Saturday, April 29, 2006

Belgian Study Touts Open Access Publishing for EU

Elsevier is bad, says 112 page report.

Brussels delivers blow to Reed Elsevier

· Pricing of journal papers 'impedes science progress'
· Internet access proposal puts lucrative trade at risk

Richard Wray
Wednesday April 19, 2006
The Guardian

Scientific research funded by the European taxpayer should be freely available to everyone over the internet, according to a European commission report - a blow to the lucrative scientific publishing operations of media groups such as Reed Elsevier and Germany's Springer.

The report, produced by economists from Toulouse University and the Free University of Brussels for the EC, shows that in the 20 years to 1995 the price of scientific journals rose 300% more than the rate of inflation over the period. In the 10 years since then, price increases slowed but still significantly outpaced inflation.

"While it is important to stress the societal value of the existing publication system, it is also important to acknowledge the societal cost linked to high journal prices, in financial terms for public budgets, but also in terms of limits on the dissemination of knowledge and therefore of further scientific progress," the report concludes.

The report, published this month and open to consultation until the summer, recommends open access to publicly funded research. It proposes that researchers who receive EU funding should be "mandated" to place copies of articles published in subscription journals on web-based archives that can be accessed by everyone for free.

Subscribe to Post Comments [Atom]

2 Comments:

At April 29, 2006 11:48 PM, Blogger Sandra said...

I'm really glad to read that. Snippet from an email I sent recently to an organization who may or may not respond:

I want to write about [x]. I have to pay for all those
documents in order to let other people, who will also
have to buy them, know that they exist.

The alternative is not to write. If it were just a
matter of writing for myself, if I read the info and
told nobody, it wouldn't matter. But I have hundreds
of readers who can process this knowledge if they
learned about it, and hundreds more who will at least
skim my writing and see that the word bipolar is not
spelled bi-polar or BiPolar.

Is pay-per-read the solution? Am I looking at this all
wrong? I'm getting paid to write [sometimes] so I should pay for my
raw source material, right? Certainly that makes sense
in theory and in some cases is quite appropriate. It's
just that the scale is out of proportion in this case.
If I paid the going rate for PDFs, if every link from
my blog items cost me $30, I'd be paying thousands a
month, and I don't get nearly that in return.

Some journals give free access to media. The APA is
great for that, they send me lots of publications. They're
an exception.

Meanwhile, the authors of the articles invariably and
enthusiastically want me to read, and send me their writing. They want
readers, they want dissemination, they want
discussion.

Etc.

 
At May 01, 2006 12:41 AM, Blogger The Neurocritic said...

Last year, NIH "strongly encouraged" their funded researchers to submit manuscripts to PubMedCentral for free release within a year of publication in a paid journal. This, of course, won't help you find an article published last week.

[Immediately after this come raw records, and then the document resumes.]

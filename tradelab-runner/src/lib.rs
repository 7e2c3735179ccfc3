//! TradeLab Runner — run orchestration, metrics, and robustness analyzers.
//!
//! Builds on `tradelab-core` to provide:
//! - Request validation and translation into engine parameters
//! - Single-backtest runner producing metrics and curves
//! - Monte Carlo resampling of the trade sequence
//! - Walk-forward window analysis
//! - Stop-loss / take-profit heatmap sweeps
//! - CSV / JSON export

pub mod export;
pub mod heatmap;
pub mod metrics;
pub mod monte_carlo;
pub mod request;
pub mod runner;
pub mod walk_forward;

#[cfg(test)]
pub(crate) mod testutil;

pub use export::{equity_to_csv, response_to_json, trades_to_csv, ExportError};
pub use heatmap::{run_heatmap, HeatmapCell, HeatmapConfig, HeatmapError, HeatmapReport};
pub use metrics::BacktestMetrics;
pub use monte_carlo::{
    run_monte_carlo, MonteCarloConfig, MonteCarloError, MonteCarloSummary, Resampling,
};
pub use request::{BacktestRequest, PositionType, RequestError, StrategyName};
pub use runner::{run_request, BacktestResponse, RunnerError};
pub use walk_forward::{
    run_walk_forward, window_ranges, WalkForwardConfig, WalkForwardError, WalkForwardReport,
    WindowResult,
};
//! RSI mean reversion.
//!
//! Entries fire on threshold crossings: long when RSI recovers up through
//! the oversold level, short when it falls down through the overbought
//! level. Sitting below oversold for ten bars fires once, on the bar the
//! level is reclaimed. Exits are level checks: a long leaves as soon as
//! RSI reaches overbought, a short as soon as it reaches oversold.

use crate::domain::{Position, TradeDirection};

use super::Signal;

pub(crate) fn evaluate(
    i: usize,
    rsi: &[f64],
    oversold: f64,
    overbought: f64,
    position: Option<&Position>,
) -> Option<Signal> {
    let cur = rsi[i];
    if cur.is_nan() {
        return None;
    }

    if let Some(pos) = position {
        return match pos.side {
            TradeDirection::Long if cur >= overbought => Some(Signal::Exit),
            TradeDirection::Short if cur <= oversold => Some(Signal::Exit),
            _ => None,
        };
    }

    if i == 0 {
        return None;
    }
    let prev = rsi[i - 1];
    if prev.is_nan() {
        return None;
    }
    if prev <= oversold && cur > oversold {
        Some(Signal::EnterLong)
    } else if prev >= overbought && cur < overbought {
        Some(Signal::EnterShort)
    } else {
        None
    }
}
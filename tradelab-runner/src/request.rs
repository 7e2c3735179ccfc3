//! External run request — validation and translation into engine types.
//!
//! Requests arrive as flat JSON (CLI input files or upstream services)
//! with percent-valued knobs. Validation happens here, once, so the
//! engine can assume well-formed parameters. The validated request is
//! echoed back in the response.

use chrono::NaiveDate;
use serde::{Deserialize, Serialize};
use thiserror::Error;
use tradelab_core::domain::{DirectionMode, PositionSizing};
use tradelab_core::engine::{ExecutionParams, SameBarTieBreak};
use tradelab_core::strategy::StrategyParams;

/// Catalog of runnable strategies.
#[derive(Debug, Clone, Copy, PartialEq, Eq, Serialize, Deserialize)]
#[serde(rename_all = "snake_case")]
pub enum StrategyName {
    VwapMaVolume,
    SmaCrossover,
    Rsi,
    Macd,
    BollingerBands,
}

impl StrategyName {
    pub fn as_str(&self) -> &'static str {
        match self {
            StrategyName::VwapMaVolume => "vwap_ma_volume",
            StrategyName::SmaCrossover => "sma_crossover",
            StrategyName::Rsi => "rsi",
            StrategyName::Macd => "macd",
            StrategyName::BollingerBands => "bollinger_bands",
        }
    }

    pub fn all() -> [StrategyName; 5] {
        [
            StrategyName::VwapMaVolume,
            StrategyName::SmaCrossover,
            StrategyName::Rsi,
            StrategyName::Macd,
            StrategyName::BollingerBands,
        ]
    }
}

/// How entry size is derived: a fixed lot count or a percent of cash.
#[derive(Debug, Clone, Copy, PartialEq, Eq, Default, Serialize, Deserialize)]
#[serde(rename_all = "snake_case")]
pub enum PositionType {
    #[default]
    Fixed,
    Percent,
}

fn default_starting_capital() -> f64 {
    10_000.0
}

fn default_timeframe() -> String {
    "1d".to_string()
}

fn default_risk_per_trade() -> f64 {
    1.0
}

fn default_lot_size() -> f64 {
    1.0
}

fn default_percent_capital() -> f64 {
    10.0
}

/// A complete backtest request.
///
/// Percent fields are percent-valued: `stop_loss_pct: 2.0` means a 2%
/// stop. `start_date`/`end_date` clip the bar series before the run;
/// either may be omitted.
#[derive(Debug, Clone, PartialEq, Serialize, Deserialize)]
pub struct BacktestRequest {
    #[serde(default)]
    pub ticker: String,
    pub strategy_name: StrategyName,
    #[serde(default = "BacktestRequest::default_direction")]
    pub strategy_direction: DirectionMode,
    #[serde(default = "default_timeframe")]
    pub timeframe: String,
    #[serde(default)]
    pub start_date: Option<NaiveDate>,
    #[serde(default)]
    pub end_date: Option<NaiveDate>,
    #[serde(default = "default_risk_per_trade")]
    pub risk_per_trade_pct: f64,
    pub stop_loss_pct: f64,
    pub take_profit_pct: f64,
    #[serde(default)]
    pub position_type: PositionType,
    #[serde(default = "default_lot_size")]
    pub lot_size: f64,
    #[serde(default = "default_percent_capital")]
    pub percent_capital: f64,
    #[serde(default = "default_starting_capital")]
    pub starting_capital: f64,
    #[serde(default)]
    pub slippage_pct: f64,
    #[serde(default)]
    pub commission: f64,
    #[serde(default)]
    pub tie_break: SameBarTieBreak,
    #[serde(default)]
    pub include_monte_carlo: bool,
    #[serde(default)]
    pub include_walk_forward: bool,
    #[serde(default)]
    pub include_heatmap: bool,
}

#[derive(Debug, Error, PartialEq)]
pub enum RequestError {
    #[error("{field} must be between {min} and {max}, got {value}")]
    OutOfRange {
        field: &'static str,
        min: f64,
        max: f64,
        value: f64,
    },
    #[error("starting_capital must be at least {min}, got {value}")]
    CapitalTooSmall { min: f64, value: f64 },
    #[error("lot_size must be at least 1, got {value}")]
    LotSizeTooSmall { value: f64 },
    #[error("start_date {start} is after end_date {end}")]
    DateOrder { start: NaiveDate, end: NaiveDate },
}

impl BacktestRequest {
    fn default_direction() -> DirectionMode {
        DirectionMode::Both
    }

    pub fn new(strategy_name: StrategyName, stop_loss_pct: f64, take_profit_pct: f64) -> Self {
        Self {
            ticker: String::new(),
            strategy_name,
            strategy_direction: DirectionMode::Both,
            timeframe: default_timeframe(),
            start_date: None,
            end_date: None,
            risk_per_trade_pct: default_risk_per_trade(),
            stop_loss_pct,
            take_profit_pct,
            position_type: PositionType::Fixed,
            lot_size: default_lot_size(),
            percent_capital: default_percent_capital(),
            starting_capital: default_starting_capital(),
            slippage_pct: 0.0,
            commission: 0.0,
            tie_break: SameBarTieBreak::default(),
            include_monte_carlo: false,
            include_walk_forward: false,
            include_heatmap: false,
        }
    }

    /// Bounds-check every knob.
    pub fn validate(&self) -> Result<(), RequestError> {
        check_range("stop_loss_pct", self.stop_loss_pct, 0.1, 20.0)?;
        check_range("take_profit_pct", self.take_profit_pct, 0.1, 50.0)?;
        check_range("risk_per_trade_pct", self.risk_per_trade_pct, 0.1, 10.0)?;
        check_range("slippage_pct", self.slippage_pct, 0.0, 5.0)?;
        check_range("commission", self.commission, 0.0, 50.0)?;
        if self.starting_capital < 100.0 {
            return Err(RequestError::CapitalTooSmall {
                min: 100.0,
                value: self.starting_capital,
            });
        }
        match self.position_type {
            PositionType::Fixed => {
                if self.lot_size < 1.0 {
                    return Err(RequestError::LotSizeTooSmall {
                        value: self.lot_size,
                    });
                }
            }
            PositionType::Percent => {
                check_range("percent_capital", self.percent_capital, 1.0, 100.0)?;
            }
        }
        if let (Some(start), Some(end)) = (self.start_date, self.end_date) {
            if start > end {
                return Err(RequestError::DateOrder { start, end });
            }
        }
        Ok(())
    }

    /// Strategy with its catalog-default parameters.
    pub fn to_strategy_params(&self) -> StrategyParams {
        match self.strategy_name {
            StrategyName::VwapMaVolume => StrategyParams::vwap_ma_volume(),
            StrategyName::SmaCrossover => StrategyParams::sma_crossover(),
            StrategyName::Rsi => StrategyParams::rsi(),
            StrategyName::Macd => StrategyParams::macd(),
            StrategyName::BollingerBands => StrategyParams::bollinger_bands(),
        }
    }

    pub fn to_execution_params(&self) -> ExecutionParams {
        let sizing = match self.position_type {
            PositionType::Fixed => PositionSizing::Fixed {
                lots: self.lot_size,
            },
            PositionType::Percent => PositionSizing::PercentOfEquity {
                fraction: self.percent_capital / 100.0,
            },
        };
        ExecutionParams {
            stop_loss_pct: self.stop_loss_pct,
            take_profit_pct: self.take_profit_pct,
            direction: self.strategy_direction,
            sizing,
            slippage_pct: self.slippage_pct,
            commission_per_trade: self.commission,
            starting_capital: self.starting_capital,
            tie_break: self.tie_break,
        }
    }
}

fn check_range(field: &'static str, value: f64, min: f64, max: f64) -> Result<(), RequestError> {
    if !(min..=max).contains(&value) || value.is_nan() {
        return Err(RequestError::OutOfRange {
            field,
            min,
            max,
            value,
        });
    }
    Ok(())
}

SO there is some movement in science publishing to make federally funded research freely available to the public (after all, taxes pay for NIH). There's also PLoS and Biomed Central.

Here's an extreme (but true) example of when timely access is a life-and-death matter. My colleague's neighbor is suffering from a virulent form of breast cancer and wants to read about the latest experimental treatments. Who can afford to pay $300 for 10 articles? So my colleague got her the articles using his academic affiliation. What kind of publisher wants to gouge a cancer patient for articles on cancer treatments??